▶ **INSTRUCTIONS TO FOLLOW**:
Among the records, how many lines contain "other"? Only the number is needed.

━━ RECORDS SUPPLIED

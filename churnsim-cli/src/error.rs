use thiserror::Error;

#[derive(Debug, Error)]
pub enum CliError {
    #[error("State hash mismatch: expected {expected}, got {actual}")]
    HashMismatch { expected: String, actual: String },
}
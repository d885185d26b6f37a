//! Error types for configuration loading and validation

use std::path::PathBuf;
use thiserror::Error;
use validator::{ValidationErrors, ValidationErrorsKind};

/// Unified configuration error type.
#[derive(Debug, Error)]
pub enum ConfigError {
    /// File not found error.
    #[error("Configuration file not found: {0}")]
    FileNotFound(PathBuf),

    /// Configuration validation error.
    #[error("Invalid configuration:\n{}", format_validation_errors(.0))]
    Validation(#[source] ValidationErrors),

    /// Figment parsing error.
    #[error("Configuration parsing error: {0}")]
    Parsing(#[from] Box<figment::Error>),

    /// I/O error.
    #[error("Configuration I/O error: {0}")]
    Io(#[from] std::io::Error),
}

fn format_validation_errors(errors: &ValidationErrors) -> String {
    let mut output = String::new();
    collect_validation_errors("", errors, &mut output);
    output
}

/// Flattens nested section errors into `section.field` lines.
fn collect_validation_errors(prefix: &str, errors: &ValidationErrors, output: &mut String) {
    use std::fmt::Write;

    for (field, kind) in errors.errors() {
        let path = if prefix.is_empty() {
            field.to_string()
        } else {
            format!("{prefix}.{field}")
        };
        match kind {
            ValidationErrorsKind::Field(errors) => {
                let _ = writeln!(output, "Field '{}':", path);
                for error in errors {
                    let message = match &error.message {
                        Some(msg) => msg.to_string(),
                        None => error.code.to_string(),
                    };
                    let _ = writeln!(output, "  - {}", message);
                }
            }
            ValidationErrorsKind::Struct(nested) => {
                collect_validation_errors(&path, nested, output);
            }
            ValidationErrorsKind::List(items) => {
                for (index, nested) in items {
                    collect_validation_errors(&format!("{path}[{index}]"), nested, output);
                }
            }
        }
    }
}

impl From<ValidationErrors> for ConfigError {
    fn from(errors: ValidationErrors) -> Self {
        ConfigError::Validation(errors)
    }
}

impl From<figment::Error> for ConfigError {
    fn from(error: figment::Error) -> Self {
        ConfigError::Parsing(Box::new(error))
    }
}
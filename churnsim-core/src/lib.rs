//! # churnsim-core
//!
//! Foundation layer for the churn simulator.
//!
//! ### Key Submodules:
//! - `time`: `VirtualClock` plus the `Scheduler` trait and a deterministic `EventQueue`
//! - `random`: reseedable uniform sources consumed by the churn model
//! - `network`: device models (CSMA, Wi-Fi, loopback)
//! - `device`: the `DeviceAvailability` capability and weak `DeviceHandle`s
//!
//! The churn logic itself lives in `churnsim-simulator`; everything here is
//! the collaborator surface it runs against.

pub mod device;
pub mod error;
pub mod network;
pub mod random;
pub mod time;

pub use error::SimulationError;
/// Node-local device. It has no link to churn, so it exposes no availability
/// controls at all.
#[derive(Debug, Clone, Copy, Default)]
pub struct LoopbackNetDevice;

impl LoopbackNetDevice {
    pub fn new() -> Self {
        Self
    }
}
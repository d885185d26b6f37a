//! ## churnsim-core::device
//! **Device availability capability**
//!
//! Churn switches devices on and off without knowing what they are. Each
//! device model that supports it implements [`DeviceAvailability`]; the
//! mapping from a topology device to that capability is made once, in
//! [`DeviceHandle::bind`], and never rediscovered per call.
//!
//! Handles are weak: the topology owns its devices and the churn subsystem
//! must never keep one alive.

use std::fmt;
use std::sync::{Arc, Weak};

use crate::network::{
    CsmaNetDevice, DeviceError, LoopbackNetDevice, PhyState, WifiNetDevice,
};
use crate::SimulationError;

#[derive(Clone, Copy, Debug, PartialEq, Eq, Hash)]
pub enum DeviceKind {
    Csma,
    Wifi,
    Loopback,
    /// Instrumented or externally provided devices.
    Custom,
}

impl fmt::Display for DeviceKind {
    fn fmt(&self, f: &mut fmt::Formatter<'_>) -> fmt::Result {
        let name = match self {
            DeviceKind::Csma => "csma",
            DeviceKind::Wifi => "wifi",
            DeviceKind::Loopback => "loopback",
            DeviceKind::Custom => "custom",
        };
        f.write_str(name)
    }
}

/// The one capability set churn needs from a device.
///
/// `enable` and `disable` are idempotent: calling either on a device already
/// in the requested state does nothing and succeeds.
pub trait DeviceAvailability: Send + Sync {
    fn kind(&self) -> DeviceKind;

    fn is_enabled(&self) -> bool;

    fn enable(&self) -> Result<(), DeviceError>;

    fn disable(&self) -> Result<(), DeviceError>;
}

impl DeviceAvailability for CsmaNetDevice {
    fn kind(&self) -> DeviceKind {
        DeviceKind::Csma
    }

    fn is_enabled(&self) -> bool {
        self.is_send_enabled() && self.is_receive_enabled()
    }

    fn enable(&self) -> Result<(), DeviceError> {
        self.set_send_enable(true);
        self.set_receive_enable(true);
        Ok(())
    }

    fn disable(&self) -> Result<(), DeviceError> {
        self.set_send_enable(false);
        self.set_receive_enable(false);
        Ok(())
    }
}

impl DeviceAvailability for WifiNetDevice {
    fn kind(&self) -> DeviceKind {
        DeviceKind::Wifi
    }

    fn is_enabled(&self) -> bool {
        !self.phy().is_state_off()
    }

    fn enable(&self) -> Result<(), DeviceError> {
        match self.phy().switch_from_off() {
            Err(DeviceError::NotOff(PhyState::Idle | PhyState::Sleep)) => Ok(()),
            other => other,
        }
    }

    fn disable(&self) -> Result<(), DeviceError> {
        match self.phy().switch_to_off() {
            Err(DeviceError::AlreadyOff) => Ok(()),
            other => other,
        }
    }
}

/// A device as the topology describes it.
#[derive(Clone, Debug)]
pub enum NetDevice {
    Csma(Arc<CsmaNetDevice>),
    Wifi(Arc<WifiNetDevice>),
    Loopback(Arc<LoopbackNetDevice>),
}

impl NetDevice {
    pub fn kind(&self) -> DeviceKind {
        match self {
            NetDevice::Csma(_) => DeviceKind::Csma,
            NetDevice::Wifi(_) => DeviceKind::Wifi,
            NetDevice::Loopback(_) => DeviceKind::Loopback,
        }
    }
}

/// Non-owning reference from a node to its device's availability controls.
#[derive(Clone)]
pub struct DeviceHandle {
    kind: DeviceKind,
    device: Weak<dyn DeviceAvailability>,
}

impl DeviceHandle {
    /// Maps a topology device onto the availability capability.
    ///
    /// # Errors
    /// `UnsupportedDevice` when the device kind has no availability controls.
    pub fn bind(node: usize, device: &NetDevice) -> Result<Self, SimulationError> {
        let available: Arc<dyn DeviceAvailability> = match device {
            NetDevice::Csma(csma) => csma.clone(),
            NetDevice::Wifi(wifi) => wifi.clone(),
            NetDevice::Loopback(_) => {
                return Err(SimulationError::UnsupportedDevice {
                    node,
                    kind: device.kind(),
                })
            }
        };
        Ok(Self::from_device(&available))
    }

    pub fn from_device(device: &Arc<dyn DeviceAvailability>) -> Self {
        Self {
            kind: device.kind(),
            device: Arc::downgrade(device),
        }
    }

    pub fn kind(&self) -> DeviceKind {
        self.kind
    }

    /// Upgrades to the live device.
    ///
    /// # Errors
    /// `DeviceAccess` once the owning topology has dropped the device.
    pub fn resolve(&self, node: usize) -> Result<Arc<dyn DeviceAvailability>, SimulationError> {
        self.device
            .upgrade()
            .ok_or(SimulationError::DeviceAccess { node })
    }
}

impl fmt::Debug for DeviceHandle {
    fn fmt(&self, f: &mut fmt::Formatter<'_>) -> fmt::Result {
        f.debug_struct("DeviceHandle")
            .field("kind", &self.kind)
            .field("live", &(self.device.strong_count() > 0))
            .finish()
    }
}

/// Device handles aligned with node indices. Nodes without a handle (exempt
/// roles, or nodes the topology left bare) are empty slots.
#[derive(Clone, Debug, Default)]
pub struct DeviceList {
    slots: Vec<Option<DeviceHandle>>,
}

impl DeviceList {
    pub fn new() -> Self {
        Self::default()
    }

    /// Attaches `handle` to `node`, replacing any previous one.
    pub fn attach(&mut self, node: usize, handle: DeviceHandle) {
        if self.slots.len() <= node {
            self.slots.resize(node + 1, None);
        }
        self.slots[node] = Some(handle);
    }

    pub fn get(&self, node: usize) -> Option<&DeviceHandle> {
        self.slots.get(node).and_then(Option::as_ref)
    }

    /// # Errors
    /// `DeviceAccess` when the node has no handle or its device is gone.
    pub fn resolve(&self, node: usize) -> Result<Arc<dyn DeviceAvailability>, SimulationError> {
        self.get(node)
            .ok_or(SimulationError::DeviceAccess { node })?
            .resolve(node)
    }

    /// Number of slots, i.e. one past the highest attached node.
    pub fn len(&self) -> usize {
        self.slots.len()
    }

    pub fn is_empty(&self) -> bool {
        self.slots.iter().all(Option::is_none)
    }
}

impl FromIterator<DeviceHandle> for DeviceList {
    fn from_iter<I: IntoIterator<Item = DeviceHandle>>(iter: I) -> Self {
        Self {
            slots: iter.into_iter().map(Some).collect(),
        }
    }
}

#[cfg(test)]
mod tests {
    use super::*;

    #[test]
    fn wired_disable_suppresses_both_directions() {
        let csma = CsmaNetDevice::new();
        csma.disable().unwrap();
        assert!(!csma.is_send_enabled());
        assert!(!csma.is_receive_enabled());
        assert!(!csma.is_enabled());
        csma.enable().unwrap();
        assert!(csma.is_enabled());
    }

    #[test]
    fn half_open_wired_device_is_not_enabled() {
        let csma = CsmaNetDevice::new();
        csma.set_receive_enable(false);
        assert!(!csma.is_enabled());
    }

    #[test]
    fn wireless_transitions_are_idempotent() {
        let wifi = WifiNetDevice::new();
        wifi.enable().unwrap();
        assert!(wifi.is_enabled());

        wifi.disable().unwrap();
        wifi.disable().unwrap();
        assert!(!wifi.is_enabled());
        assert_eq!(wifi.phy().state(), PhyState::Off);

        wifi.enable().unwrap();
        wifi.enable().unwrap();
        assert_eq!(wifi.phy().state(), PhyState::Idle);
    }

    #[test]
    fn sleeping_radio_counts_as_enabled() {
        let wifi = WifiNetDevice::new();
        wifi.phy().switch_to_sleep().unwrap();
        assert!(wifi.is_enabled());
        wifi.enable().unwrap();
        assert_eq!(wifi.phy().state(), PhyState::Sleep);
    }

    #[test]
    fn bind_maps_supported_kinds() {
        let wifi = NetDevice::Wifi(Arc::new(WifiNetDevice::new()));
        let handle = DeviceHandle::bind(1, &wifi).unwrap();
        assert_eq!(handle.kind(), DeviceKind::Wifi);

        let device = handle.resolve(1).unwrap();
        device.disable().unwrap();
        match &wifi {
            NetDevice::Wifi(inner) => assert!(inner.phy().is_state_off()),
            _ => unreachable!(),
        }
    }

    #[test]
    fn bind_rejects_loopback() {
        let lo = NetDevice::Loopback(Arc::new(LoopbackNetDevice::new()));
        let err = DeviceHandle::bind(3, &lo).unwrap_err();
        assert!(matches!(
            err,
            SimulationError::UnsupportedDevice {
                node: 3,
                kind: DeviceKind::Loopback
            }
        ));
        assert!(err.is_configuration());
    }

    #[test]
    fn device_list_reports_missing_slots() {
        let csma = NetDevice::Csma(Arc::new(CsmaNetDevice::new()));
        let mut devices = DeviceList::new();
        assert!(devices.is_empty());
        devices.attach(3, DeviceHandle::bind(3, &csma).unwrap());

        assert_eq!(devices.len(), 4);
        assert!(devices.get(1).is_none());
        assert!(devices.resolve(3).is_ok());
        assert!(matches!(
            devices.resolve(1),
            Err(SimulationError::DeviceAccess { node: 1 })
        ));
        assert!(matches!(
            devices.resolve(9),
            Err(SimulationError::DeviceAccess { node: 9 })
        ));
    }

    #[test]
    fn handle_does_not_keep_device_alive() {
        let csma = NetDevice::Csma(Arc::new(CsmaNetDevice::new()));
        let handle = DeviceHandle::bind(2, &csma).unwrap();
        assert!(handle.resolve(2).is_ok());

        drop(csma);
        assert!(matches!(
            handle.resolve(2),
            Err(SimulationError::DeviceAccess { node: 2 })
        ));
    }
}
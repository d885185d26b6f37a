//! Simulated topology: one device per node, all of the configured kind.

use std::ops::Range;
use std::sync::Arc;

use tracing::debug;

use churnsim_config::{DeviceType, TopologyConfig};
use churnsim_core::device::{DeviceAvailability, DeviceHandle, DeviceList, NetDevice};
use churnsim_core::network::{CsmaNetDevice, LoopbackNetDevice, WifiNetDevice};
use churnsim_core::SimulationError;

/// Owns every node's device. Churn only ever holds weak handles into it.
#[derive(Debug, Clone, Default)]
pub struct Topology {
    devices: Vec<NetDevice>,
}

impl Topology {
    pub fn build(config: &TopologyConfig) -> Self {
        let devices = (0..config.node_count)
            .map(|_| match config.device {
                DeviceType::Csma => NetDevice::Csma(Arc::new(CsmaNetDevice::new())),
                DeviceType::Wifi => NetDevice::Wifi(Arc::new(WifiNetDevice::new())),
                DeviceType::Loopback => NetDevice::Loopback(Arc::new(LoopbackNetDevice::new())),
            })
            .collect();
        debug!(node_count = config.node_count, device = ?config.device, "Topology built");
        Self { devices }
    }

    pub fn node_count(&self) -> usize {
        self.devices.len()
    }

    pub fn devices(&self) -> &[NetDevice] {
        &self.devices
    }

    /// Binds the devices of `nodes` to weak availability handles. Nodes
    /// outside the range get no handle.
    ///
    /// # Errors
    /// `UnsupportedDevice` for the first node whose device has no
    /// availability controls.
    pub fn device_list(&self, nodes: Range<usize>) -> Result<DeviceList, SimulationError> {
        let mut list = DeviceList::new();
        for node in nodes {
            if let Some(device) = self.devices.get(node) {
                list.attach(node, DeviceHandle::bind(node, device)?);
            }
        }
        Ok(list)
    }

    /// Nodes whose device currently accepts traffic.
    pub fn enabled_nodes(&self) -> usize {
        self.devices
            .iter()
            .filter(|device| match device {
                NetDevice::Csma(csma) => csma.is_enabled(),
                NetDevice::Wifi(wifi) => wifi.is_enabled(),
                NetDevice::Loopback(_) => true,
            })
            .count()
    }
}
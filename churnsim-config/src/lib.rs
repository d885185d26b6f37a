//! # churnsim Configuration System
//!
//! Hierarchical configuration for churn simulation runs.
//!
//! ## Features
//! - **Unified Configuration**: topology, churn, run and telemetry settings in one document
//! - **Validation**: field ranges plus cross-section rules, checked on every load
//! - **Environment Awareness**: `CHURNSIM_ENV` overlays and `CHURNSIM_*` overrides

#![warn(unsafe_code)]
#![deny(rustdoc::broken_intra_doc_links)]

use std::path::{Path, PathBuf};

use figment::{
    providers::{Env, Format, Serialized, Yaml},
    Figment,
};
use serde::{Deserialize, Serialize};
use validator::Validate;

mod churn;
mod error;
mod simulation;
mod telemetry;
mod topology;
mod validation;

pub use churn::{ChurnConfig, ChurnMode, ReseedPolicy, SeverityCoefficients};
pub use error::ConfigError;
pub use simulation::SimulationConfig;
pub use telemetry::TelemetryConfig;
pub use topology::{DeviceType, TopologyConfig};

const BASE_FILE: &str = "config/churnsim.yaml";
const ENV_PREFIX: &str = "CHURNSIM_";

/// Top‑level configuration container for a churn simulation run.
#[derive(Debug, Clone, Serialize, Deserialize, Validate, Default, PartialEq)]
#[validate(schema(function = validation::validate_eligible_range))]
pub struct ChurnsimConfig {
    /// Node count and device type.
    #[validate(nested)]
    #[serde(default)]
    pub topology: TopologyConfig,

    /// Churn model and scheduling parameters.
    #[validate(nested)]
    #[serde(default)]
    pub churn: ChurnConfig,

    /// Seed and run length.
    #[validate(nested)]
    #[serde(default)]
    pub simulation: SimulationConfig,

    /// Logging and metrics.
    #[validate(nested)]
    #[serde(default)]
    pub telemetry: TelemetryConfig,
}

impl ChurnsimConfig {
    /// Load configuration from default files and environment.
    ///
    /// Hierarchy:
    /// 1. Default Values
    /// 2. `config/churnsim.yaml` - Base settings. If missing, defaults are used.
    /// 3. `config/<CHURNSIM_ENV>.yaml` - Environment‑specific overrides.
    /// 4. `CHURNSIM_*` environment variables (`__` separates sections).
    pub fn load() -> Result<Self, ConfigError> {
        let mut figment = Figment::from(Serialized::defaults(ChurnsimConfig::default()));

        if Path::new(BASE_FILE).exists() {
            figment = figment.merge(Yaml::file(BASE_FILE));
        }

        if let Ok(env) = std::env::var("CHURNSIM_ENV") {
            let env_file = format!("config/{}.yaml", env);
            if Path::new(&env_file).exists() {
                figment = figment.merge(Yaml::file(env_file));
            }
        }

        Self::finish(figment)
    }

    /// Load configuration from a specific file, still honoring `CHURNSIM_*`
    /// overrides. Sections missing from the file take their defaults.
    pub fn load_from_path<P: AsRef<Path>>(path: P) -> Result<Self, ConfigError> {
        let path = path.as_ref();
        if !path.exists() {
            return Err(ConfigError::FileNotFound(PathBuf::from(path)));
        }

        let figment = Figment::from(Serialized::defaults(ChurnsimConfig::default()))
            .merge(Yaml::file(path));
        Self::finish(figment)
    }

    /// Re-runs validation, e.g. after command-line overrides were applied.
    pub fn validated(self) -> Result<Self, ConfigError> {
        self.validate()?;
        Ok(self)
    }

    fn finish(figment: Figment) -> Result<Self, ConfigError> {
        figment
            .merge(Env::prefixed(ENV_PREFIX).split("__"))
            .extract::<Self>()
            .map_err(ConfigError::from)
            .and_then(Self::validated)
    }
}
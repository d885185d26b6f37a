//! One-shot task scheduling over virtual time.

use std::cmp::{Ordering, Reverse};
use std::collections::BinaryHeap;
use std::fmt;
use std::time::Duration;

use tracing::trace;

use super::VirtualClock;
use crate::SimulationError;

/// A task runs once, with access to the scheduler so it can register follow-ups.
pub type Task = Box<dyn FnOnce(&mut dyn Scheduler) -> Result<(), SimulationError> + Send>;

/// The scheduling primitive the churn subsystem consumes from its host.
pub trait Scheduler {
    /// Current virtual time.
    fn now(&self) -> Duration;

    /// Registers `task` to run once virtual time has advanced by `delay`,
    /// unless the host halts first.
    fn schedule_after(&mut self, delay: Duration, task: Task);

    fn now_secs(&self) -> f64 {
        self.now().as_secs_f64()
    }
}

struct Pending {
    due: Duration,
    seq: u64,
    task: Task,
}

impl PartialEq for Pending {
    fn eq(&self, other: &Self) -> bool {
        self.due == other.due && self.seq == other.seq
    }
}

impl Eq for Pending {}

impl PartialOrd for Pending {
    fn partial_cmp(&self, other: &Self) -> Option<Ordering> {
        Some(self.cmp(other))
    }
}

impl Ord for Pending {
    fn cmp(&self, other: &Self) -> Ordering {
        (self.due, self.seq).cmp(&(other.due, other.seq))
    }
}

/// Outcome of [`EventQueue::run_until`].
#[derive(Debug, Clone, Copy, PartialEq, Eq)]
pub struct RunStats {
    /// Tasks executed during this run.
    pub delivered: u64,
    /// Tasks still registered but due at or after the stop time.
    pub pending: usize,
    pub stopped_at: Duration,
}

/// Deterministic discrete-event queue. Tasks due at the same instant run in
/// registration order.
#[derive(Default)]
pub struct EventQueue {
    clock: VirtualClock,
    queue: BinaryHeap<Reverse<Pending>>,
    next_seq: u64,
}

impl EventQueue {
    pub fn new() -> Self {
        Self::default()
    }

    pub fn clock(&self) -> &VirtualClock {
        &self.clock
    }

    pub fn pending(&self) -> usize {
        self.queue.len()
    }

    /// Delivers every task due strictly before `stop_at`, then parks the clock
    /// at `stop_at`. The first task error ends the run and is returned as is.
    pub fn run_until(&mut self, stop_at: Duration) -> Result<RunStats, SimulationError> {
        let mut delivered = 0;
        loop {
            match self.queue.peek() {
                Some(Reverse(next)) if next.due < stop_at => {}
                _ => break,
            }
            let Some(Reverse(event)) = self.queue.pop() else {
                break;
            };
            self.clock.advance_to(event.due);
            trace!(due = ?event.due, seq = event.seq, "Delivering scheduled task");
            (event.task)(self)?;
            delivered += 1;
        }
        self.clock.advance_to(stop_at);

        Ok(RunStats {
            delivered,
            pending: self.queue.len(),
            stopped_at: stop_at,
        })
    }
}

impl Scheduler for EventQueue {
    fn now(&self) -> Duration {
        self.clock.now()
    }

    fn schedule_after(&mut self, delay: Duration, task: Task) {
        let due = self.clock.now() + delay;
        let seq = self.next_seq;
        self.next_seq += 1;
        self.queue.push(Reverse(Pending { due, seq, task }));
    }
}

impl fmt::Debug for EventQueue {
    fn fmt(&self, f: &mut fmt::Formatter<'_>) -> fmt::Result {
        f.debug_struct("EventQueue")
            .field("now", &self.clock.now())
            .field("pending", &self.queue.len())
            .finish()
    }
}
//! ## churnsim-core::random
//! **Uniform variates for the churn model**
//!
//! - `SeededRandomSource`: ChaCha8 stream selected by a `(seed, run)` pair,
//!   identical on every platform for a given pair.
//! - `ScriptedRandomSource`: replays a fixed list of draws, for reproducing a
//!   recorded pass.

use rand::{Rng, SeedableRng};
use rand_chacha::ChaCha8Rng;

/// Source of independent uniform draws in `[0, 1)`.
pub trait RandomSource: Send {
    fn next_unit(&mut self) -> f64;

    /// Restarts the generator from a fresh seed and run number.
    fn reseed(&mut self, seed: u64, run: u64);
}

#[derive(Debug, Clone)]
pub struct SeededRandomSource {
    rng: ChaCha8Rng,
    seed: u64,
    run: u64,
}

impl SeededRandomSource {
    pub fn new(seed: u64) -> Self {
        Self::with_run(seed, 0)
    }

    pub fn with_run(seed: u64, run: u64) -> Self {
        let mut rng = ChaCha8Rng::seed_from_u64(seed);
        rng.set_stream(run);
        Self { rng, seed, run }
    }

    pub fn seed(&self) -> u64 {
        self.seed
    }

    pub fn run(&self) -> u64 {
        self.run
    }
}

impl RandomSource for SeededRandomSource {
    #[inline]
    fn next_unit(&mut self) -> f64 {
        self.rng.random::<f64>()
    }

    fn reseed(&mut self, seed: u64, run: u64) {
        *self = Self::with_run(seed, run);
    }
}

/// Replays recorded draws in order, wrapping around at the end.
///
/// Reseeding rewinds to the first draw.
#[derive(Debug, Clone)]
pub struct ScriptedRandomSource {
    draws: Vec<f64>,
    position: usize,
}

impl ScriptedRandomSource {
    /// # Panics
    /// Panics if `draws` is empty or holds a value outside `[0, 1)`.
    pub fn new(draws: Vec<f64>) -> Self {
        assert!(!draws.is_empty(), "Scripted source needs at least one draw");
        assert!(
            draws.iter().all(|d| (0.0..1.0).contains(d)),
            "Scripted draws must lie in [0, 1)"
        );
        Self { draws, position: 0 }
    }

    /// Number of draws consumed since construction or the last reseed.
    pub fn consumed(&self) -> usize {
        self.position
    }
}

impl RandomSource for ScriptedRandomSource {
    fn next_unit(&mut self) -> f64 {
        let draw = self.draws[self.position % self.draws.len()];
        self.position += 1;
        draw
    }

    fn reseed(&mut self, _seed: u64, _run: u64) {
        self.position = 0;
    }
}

━━━━

▶ **OUTPUT OF THE TASK**:
8